The new budget includes:
- Scholarships for children from low- and middle-income families. The Opportunity Scholarship Act will give students from low- and middle-income families and foster care the opportunity to receive $4,200 scholarships to attend private schools of their choice.
- A–F school grading. A transparent school grading formula on an A–F scale based on student achievement and growth will start the 2013–2014 school year. It will also grade high schools on graduation rates and enrollment in accelerated coursework.
- Teacher contract and dismissal language. The budget replaces existing tenure rules with renewable two-year contracts. Top-performing teachers will be offered four-year contracts.
- Phase-out of certain teacher salary supplements and move toward merit-based pay. Teachers and instructional personnel will no longer be paid based on paper credentials such as master’s degrees. The state will also move toward a merit-based teacher compensation plan, which will evaluate teachers based on student performance and growth.
- Teach for America expansion. Additional funding will be given to Teach for America to expand the size and scope of the program. Total funding will be $6 million.
The move for school choice and accountability in North Carolina could prove transformational. Families that currently do not have a choice in where their children attend school will soon have options.
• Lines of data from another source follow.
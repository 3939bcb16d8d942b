//! Data preprocessing transformers for tabular data.
//!
//! # Core Traits
//!
//! - [`Transformer`]: Unfitted transformer with hyperparameters
//! - [`FittedTransformer`]: Fitted transformer ready for inference
//!
//! # Available Transformers
//!
//! ## Missing data
//! - [`MissingDataSimulator`]: Seeded, per-cell synthetic missingness
//!
//! ## Encoding
//! - [`OrdinalEncoder`]: Integer codes with an extensible vocabulary
//! - [`OneHotEncoder`]: One indicator column per category
//! - [`encode_selected`]: Per-column choice between the two
//!
//! ## Imputation
//! - [`SimpleImputer`]: Fill missing values with mean, median, most_frequent, or constant
//! - [`IterativeImputer`]: Round-robin regression of each column on the others
//!
//! # Example
//!
//! ```ignore
//! use tabprep::preprocessing::{encode_selected, impute, simulate_missing_data, ColumnSelection};
//!
//! let (encoded, encoders) = encode_selected(&data, &ColumnSelection::Categorical, &flags)?;
//! let (train, test) = encoded.split(0.8)?;
//! let train = simulate_missing_data(&train, 0.2)?;
//! let test = simulate_missing_data(&test, 0.2)?;
//! let (train, test) = impute(&train, &test, 10, 1e-3)?;
//! ```

pub mod encoding;
pub mod error;
pub mod imputation;
pub mod missing;
pub mod traits;

// Re-export main types
pub use encoding::{
    encode_onehot, encode_ordinal, encode_selected, ColumnSelection, Encoder, EncoderRegistry,
    EncodingStrategy, FittedOneHotEncoder, OneHotEncoder, OrdinalEncoder,
};
pub use error::PreprocessingError;
pub use imputation::{
    impute, impute_pair, impute_with, FittedIterativeImputer, FittedSimpleImputer,
    ImputationOrder, ImputeStrategy, IterativeImputer, IterativeImputerConfig, SimpleImputer,
};
pub use missing::{simulate_missing_data, MissingDataSimulator, SimulatorConfig, DEFAULT_SEED};
pub use traits::{FittedTransformer, Transformer};
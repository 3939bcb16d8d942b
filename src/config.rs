//! Serializable parameter sets for every tunable knob.
//!
//! Each component owns its own config struct with `Default` values and a
//! `validate` method; [`PreprocessingConfig`] aggregates them so a whole run
//! can be described in one JSON document. Missing fields take defaults.
//!
//! ```ignore
//! let config = PreprocessingConfig::from_json_str(r#"{
//!     "simulator": { "chance": 0.3 },
//!     "imputer": { "max_iter": 2, "tol": 0.5 },
//!     "encoding": { "strategies": ["ordinal", "one_hot"] }
//! }"#)?;
//! ```

use crate::model::RidgeConfig;
use crate::preprocessing::encoding::EncodingStrategy;
use crate::preprocessing::error::{PreprocessingError, Result};
use crate::preprocessing::imputation::IterativeImputerConfig;
use crate::preprocessing::missing::SimulatorConfig;
use serde::{Deserialize, Serialize};
use std::path::Path;

/// Which columns to encode and how.
#[derive(Clone, Debug, Default, PartialEq, Serialize, Deserialize)]
#[serde(default)]
pub struct EncodingConfig {
    /// Columns to encode; `None` selects every categorical column.
    pub columns: Option<Vec<String>>,
    /// One strategy per selected column.
    pub strategies: Vec<EncodingStrategy>,
}

impl EncodingConfig {
    pub fn validate(&self) -> Result<()> {
        if let Some(columns) = &self.columns {
            if columns.len() != self.strategies.len() {
                return Err(PreprocessingError::LengthMismatch {
                    what: "strategies".to_string(),
                    expected: columns.len(),
                    got: self.strategies.len(),
                });
            }
        }
        Ok(())
    }
}

/// Parameters of a full preprocessing run.
#[derive(Clone, Debug, PartialEq, Serialize, Deserialize)]
#[serde(default)]
pub struct PreprocessingConfig {
    pub simulator: SimulatorConfig,
    pub imputer: IterativeImputerConfig,
    pub ridge: RidgeConfig,
    pub encoding: EncodingConfig,
    /// Fraction of rows in the training partition.
    pub train_ratio: f64,
}

impl Default for PreprocessingConfig {
    fn default() -> Self {
        Self {
            simulator: SimulatorConfig::default(),
            imputer: IterativeImputerConfig::default(),
            ridge: RidgeConfig::default(),
            encoding: EncodingConfig::default(),
            train_ratio: 0.8,
        }
    }
}

impl PreprocessingConfig {
    /// Parse and validate a JSON document.
    pub fn from_json_str(json: &str) -> Result<Self> {
        let config: Self = serde_json::from_str(json)?;
        config.validate()?;
        Ok(config)
    }

    /// Read, parse and validate a JSON file.
    pub fn from_json_file<P: AsRef<Path>>(path: P) -> Result<Self> {
        let path = path.as_ref();
        let text = std::fs::read_to_string(path)?;
        tracing::debug!(path = %path.display(), "Loading preprocessing config");
        Self::from_json_str(&text)
    }

    pub fn to_json_string(&self) -> Result<String> {
        Ok(serde_json::to_string_pretty(self)?)
    }

    /// Check every section.
    pub fn validate(&self) -> Result<()> {
        self.simulator.validate()?;
        self.imputer.validate()?;
        self.ridge.validate()?;
        self.encoding.validate()?;
        if !(0.0..=1.0).contains(&self.train_ratio) {
            return Err(PreprocessingError::InvalidParameter(format!(
                "train_ratio must be in [0, 1], got {}",
                self.train_ratio
            )));
        }
        Ok(())
    }
}
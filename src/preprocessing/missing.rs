//! Reproducible synthetic missingness.
//!
//! Every cell of a copy of the input is visited in row-major order and
//! replaced by the missing marker with independent probability `chance`.
//! The generator is always seeded explicitly, so a given
//! `(seed, input, chance)` produces the same output on every run.
//!
//! # Example
//! ```ignore
//! use tabprep::preprocessing::MissingDataSimulator;
//!
//! let corrupted = MissingDataSimulator::new(0.2).simulate(&data)?;
//! assert_eq!(corrupted.shape(), data.shape());
//! ```

use crate::dataset::{Cell, DataFrame};
use crate::preprocessing::error::{PreprocessingError, Result};
use rand::rngs::StdRng;
use rand::{Rng, SeedableRng};
use serde::{Deserialize, Serialize};

/// Seed used when none is given.
pub const DEFAULT_SEED: u64 = 42;

/// Configuration for MissingDataSimulator.
#[derive(Clone, Debug, PartialEq, Serialize, Deserialize)]
#[serde(default)]
pub struct SimulatorConfig {
    /// Per-cell probability of being nulled, in `[0, 1]`.
    pub chance: f64,
    /// Generator seed.
    pub seed: u64,
}

impl Default for SimulatorConfig {
    fn default() -> Self {
        Self {
            chance: 0.1,
            seed: DEFAULT_SEED,
        }
    }
}

impl SimulatorConfig {
    /// Check that `chance` is a probability.
    pub fn validate(&self) -> Result<()> {
        if !(0.0..=1.0).contains(&self.chance) {
            return Err(PreprocessingError::InvalidParameter(format!(
                "chance must be in [0, 1], got {}",
                self.chance
            )));
        }
        Ok(())
    }
}

/// Injects missing values into a copy of a frame.
#[derive(Clone, Debug, PartialEq)]
pub struct MissingDataSimulator {
    config: SimulatorConfig,
}

impl MissingDataSimulator {
    /// Create a simulator with the given chance and [`DEFAULT_SEED`].
    pub fn new(chance: f64) -> Self {
        Self {
            config: SimulatorConfig {
                chance,
                seed: DEFAULT_SEED,
            },
        }
    }

    pub fn from_config(config: SimulatorConfig) -> Self {
        Self { config }
    }

    /// Set the generator seed.
    pub fn with_seed(mut self, seed: u64) -> Self {
        self.config.seed = seed;
        self
    }

    pub fn config(&self) -> &SimulatorConfig {
        &self.config
    }

    /// Row-major mask of the cells that would be nulled in a frame of this shape.
    ///
    /// `mask[row][col]` is `true` for a nulled cell. [`simulate`] applies
    /// exactly this mask.
    ///
    /// [`simulate`]: MissingDataSimulator::simulate
    pub fn mask(&self, rows: usize, cols: usize) -> Result<Vec<Vec<bool>>> {
        self.config.validate()?;
        let mut rng = StdRng::seed_from_u64(self.config.seed);
        Ok((0..rows)
            .map(|_| {
                (0..cols)
                    .map(|_| rng.gen::<f64>() < self.config.chance)
                    .collect()
            })
            .collect())
    }

    /// Return a copy of `data` with cells nulled according to [`mask`].
    ///
    /// The input is left untouched. Cells already missing still consume a
    /// draw, so the pattern depends only on shape, seed and chance.
    ///
    /// # Errors
    /// [`PreprocessingError::InvalidParameter`] if `chance` is outside `[0, 1]`.
    ///
    /// [`mask`]: MissingDataSimulator::mask
    pub fn simulate(&self, data: &DataFrame) -> Result<DataFrame> {
        let (rows, cols) = data.shape();
        let mask = self.mask(rows, cols)?;
        let mut out = data.clone();
        let mut nulled = 0usize;

        for (row, flags) in mask.iter().enumerate() {
            for (col, &hit) in flags.iter().enumerate() {
                if hit {
                    if let Some(cell) = out.cell_mut(row, col) {
                        *cell = Cell::Missing;
                        nulled += 1;
                    }
                }
            }
        }

        tracing::debug!(
            rows,
            cols,
            chance = self.config.chance,
            seed = self.config.seed,
            nulled,
            "Simulated missing data"
        );
        Ok(out)
    }
}

/// Null cells of a copy of `data` with probability `chance`, using [`DEFAULT_SEED`].
pub fn simulate_missing_data(data: &DataFrame, chance: f64) -> Result<DataFrame> {
    MissingDataSimulator::new(chance).simulate(data)
}

#[cfg(test)]
mod tests {
    use super::*;
    use crate::dataset::Column;
    use proptest::prelude::*;

    fn shapes_and_sizes(rows: usize) -> DataFrame {
        let shapes = ["bell", "conical", "flat", "knobbed"];
        DataFrame::from_columns(vec![
            Column::categorical("shape", (0..rows).map(|i| shapes[i % shapes.len()])),
            Column::numeric("size", (0..rows).map(|i| i as f64 * 0.5)),
        ])
        .unwrap()
    }

    #[test]
    fn test_simulate_chance_zero_is_identity() {
        let df = shapes_and_sizes(100);
        let out = simulate_missing_data(&df, 0.0).unwrap();
        assert_eq!(out, df);
    }

    #[test]
    fn test_simulate_chance_one_nulls_everything() {
        let df = shapes_and_sizes(100);
        let out = simulate_missing_data(&df, 1.0).unwrap();
        assert_eq!(out.missing_count(), 200);
        assert_eq!(out.column_names(), df.column_names());
    }

    #[test]
    fn test_simulate_is_deterministic() {
        let df = shapes_and_sizes(50);
        let a = simulate_missing_data(&df, 0.3).unwrap();
        let b = simulate_missing_data(&df, 0.3).unwrap();
        assert_eq!(a, b);
    }

    #[test]
    fn test_simulate_seed_changes_pattern() {
        let df = shapes_and_sizes(200);
        let a = MissingDataSimulator::new(0.5).simulate(&df).unwrap();
        let b = MissingDataSimulator::new(0.5)
            .with_seed(7)
            .simulate(&df)
            .unwrap();
        assert_ne!(a, b);
    }

    #[test]
    fn test_simulate_does_not_mutate_input() {
        let df = shapes_and_sizes(20);
        let before = df.clone();
        let _ = simulate_missing_data(&df, 0.7).unwrap();
        assert_eq!(df, before);
    }

    #[test]
    fn test_simulate_rate_is_close_to_chance() {
        let df = shapes_and_sizes(5000);
        let out = simulate_missing_data(&df, 0.25).unwrap();
        let rate = out.missing_count() as f64 / 10000.0;
        assert!((rate - 0.25).abs() < 0.03, "rate = {}", rate);
    }

    #[test]
    fn test_simulate_matches_mask() {
        let df = shapes_and_sizes(30);
        let sim = MissingDataSimulator::new(0.4);
        let mask = sim.mask(30, 2).unwrap();
        let out = sim.simulate(&df).unwrap();
        for (row, flags) in mask.iter().enumerate() {
            for (col, &hit) in flags.iter().enumerate() {
                let cell = out.get(row, col).unwrap();
                if hit {
                    assert!(cell.is_missing());
                } else {
                    assert_eq!(cell, df.get(row, col).unwrap());
                }
            }
        }
    }

    #[test]
    fn test_simulate_rejects_invalid_chance() {
        let df = shapes_and_sizes(3);
        for chance in [-0.1, 1.5, f64::NAN] {
            assert!(matches!(
                simulate_missing_data(&df, chance),
                Err(PreprocessingError::InvalidParameter(_))
            ));
        }
    }

    #[test]
    fn test_simulate_empty_frame() {
        let out = simulate_missing_data(&DataFrame::new(), 0.5).unwrap();
        assert!(out.is_empty());
    }

    proptest! {
        #[test]
        fn prop_simulate_reproducible_and_pure(rows in 0usize..40, chance in 0.0f64..=1.0, seed in any::<u64>()) {
            let df = shapes_and_sizes(rows);
            let before = df.clone();
            let sim = MissingDataSimulator::new(chance).with_seed(seed);
            let a = sim.simulate(&df).unwrap();
            let b = sim.simulate(&df).unwrap();
            prop_assert_eq!(&a, &b);
            prop_assert_eq!(&df, &before);
            prop_assert!(a.missing_count() <= rows * 2);
        }
    }
}
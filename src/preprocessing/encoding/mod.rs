//! Categorical feature encoding.
//!
//! Two strategies are available and can be chosen per column:
//!
//! ## Ordinal
//! Maps each category to an integer code in place. The vocabulary is
//! extensible: values unseen by an existing encoder are appended with new
//! codes instead of failing, and existing codes never change.
//!
//! ```ignore
//! // Input:  cap = ["x", "b", "x"]
//! // Output: cap = [1, 0, 1]
//! ```
//!
//! ## OneHot
//! Replaces a column with one `{column}_{category}` indicator column per
//! category seen at fit time. The category set is fixed: an unseen value at
//! transform time is an error.
//!
//! ```ignore
//! // Input:  color = ["red", "blue"]
//! // Output: color_blue = [0, 1], color_red = [1, 0]
//! ```
//!
//! The asymmetry between the two strategies on unseen values is deliberate
//! and covered by tests.

mod manager;
mod one_hot;
mod ordinal;
mod registry;

pub use manager::{encode_onehot, encode_ordinal, encode_selected, ColumnSelection};
pub use one_hot::{FittedOneHotEncoder, OneHotEncoder};
pub use ordinal::OrdinalEncoder;
pub use registry::{Encoder, EncoderRegistry};

use serde::{Deserialize, Serialize};

/// Encoding strategy for one categorical column.
#[derive(Clone, Copy, Debug, Default, PartialEq, Eq, Serialize, Deserialize)]
#[serde(rename_all = "snake_case")]
pub enum EncodingStrategy {
    /// Integer codes through an extensible vocabulary.
    Ordinal,
    /// One indicator column per category.
    #[default]
    OneHot,
}

impl From<bool> for EncodingStrategy {
    /// `true` selects ordinal encoding, `false` one-hot.
    fn from(ordinal: bool) -> Self {
        if ordinal {
            EncodingStrategy::Ordinal
        } else {
            EncodingStrategy::OneHot
        }
    }
}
And a combination of teacher tenure reforms and transparency could effect significant improvements in the public education system.
Furthermore, a corresponding Children with Disabilities Act will grant families with special-needs children a chance to receive scholarships of $6,000 toward private school tuition or other education services that meet their unique learning needs.
“This budget allocation for opportunity scholarship is a giant step for giving North Carolina families true educational freedom,” said Dallas Woodhouse, state director for Americans for Prosperity in North Carolina. “Other states, such as Indiana, Louisiana, and Oklahoma, have made real advances in school choice in the past two years, and it’s good to see that North Carolina is catching up.”
America is facing an educational fork in the road: one path leads toward educational opportunity through school choice; the other maintains the status quo of government-assigned schools and further centralization through efforts such as the Common Core national standards. North Carolina’s actions over the past month show that it is choosing the path toward educational freedom and choice, which will no doubt be to the benefit of teachers, taxpayers, and—most importantly—children.